GOAL OF THE EXERCISE: Word for word, retype every line of the data.

PROVIDED MATERIAL:
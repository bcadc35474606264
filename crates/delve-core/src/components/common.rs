//! Common components used across multiple entity types.

use std::collections::HashSet;

use delve_logic::constants::behavior::DEFAULT_SIGHT_RADIUS;
use delve_logic::grid::Point;
use serde::{Deserialize, Serialize};

/// Grid cell an entity occupies.
#[derive(Debug, Clone, Copy, Default, PartialEq, Eq, Hash, Serialize, Deserialize)]
pub struct Position {
    pub x: i32,
    pub y: i32,
}

impl Position {
    pub fn new(x: i32, y: i32) -> Self {
        Self { x, y }
    }

    pub fn point(&self) -> Point {
        Point::new(self.x, self.y)
    }
}

impl From<Point> for Position {
    fn from(p: Point) -> Self {
        Self { x: p.x, y: p.y }
    }
}

/// Display name
#[derive(Debug, Clone, PartialEq, Eq, Serialize, Deserialize)]
pub struct Name(pub String);

impl Name {
    pub fn new(name: impl Into<String>) -> Self {
        Self(name.into())
    }
}

impl std::fmt::Display for Name {
    fn fmt(&self, f: &mut std::fmt::Formatter<'_>) -> std::fmt::Result {
        f.write_str(&self.0)
    }
}

/// Cells an entity can currently see. Recomputed lazily when `dirty`.
#[derive(Debug, Clone, PartialEq, Eq, Serialize, Deserialize)]
pub struct Viewshed {
    pub radius: i32,
    pub visible: HashSet<Point>,
    pub dirty: bool,
}

impl Viewshed {
    pub fn new(radius: i32) -> Self {
        Self {
            radius: radius.max(0),
            visible: HashSet::new(),
            dirty: true,
        }
    }

    pub fn can_see(&self, p: Point) -> bool {
        self.visible.contains(&p)
    }
}

impl Default for Viewshed {
    fn default() -> Self {
        Self::new(DEFAULT_SIGHT_RADIUS)
    }
}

SOLUTION TO THE PROBLEM:
repository bcadc35474606264
filename crates/delve-core/src/components/common.rs
//! Common components used across multiple entity types.

use std::collections::HashSet;

use delve_logic::constants::behavior::DEFAULT_SIGHT_RADIUS;
use delve_logic::grid::Point;
use serde::{Deserialize, Serialize};

/// Grid cell an entity occupies.
#[derive(Debug, Clone, Copy, Default, PartialEq, Eq, Hash, Serialize, Deserialize)]
pub struct Position {
    pub x: i32,
    pub y: i32,
}

impl Position {
    pub fn new(x: i32, y: i32) -> Self {
        Self { x, y }
    }

    pub fn point(&self) -> Point {
        Point::new(self.x, self.y)
    }
}

impl From<Point> for Position {
    fn from(p: Point) -> Self {
        Self { x: p.x, y: p.y }
    }
}

/// Display name
#[derive(Debug, Clone, PartialEq, Eq, Serialize, Deserialize)]
pub struct Name(pub String);

impl Name {
    pub fn new(name: impl Into<String>) -> Self {
        Self(name.into())
    }
}

impl std::fmt::Display for Name {
    fn fmt(&self, f: &mut std::fmt::Formatter<'_>) -> std::fmt::Result {
        f.write_str(&self.0)
    }
}

/// Cells an entity can currently see. Recomputed lazily when `dirty`.
#[derive(Debug, Clone, PartialEq, Eq, Serialize, Deserialize)]
pub struct Viewshed {
    pub radius: i32,
    pub visible: HashSet<Point>,
    pub dirty: bool,
}

impl Viewshed {
    pub fn new(radius: i32) -> Self {
        Self {
            radius: radius.max(0),
            visible: HashSet::new(),
            dirty: true,
        }
    }

    pub fn can_see(&self, p: Point) -> bool {
        self.visible.contains(&p)
    }
}

impl Default for Viewshed {
    fn default() -> Self {
        Self::new(DEFAULT_SIGHT_RADIUS)
    }
}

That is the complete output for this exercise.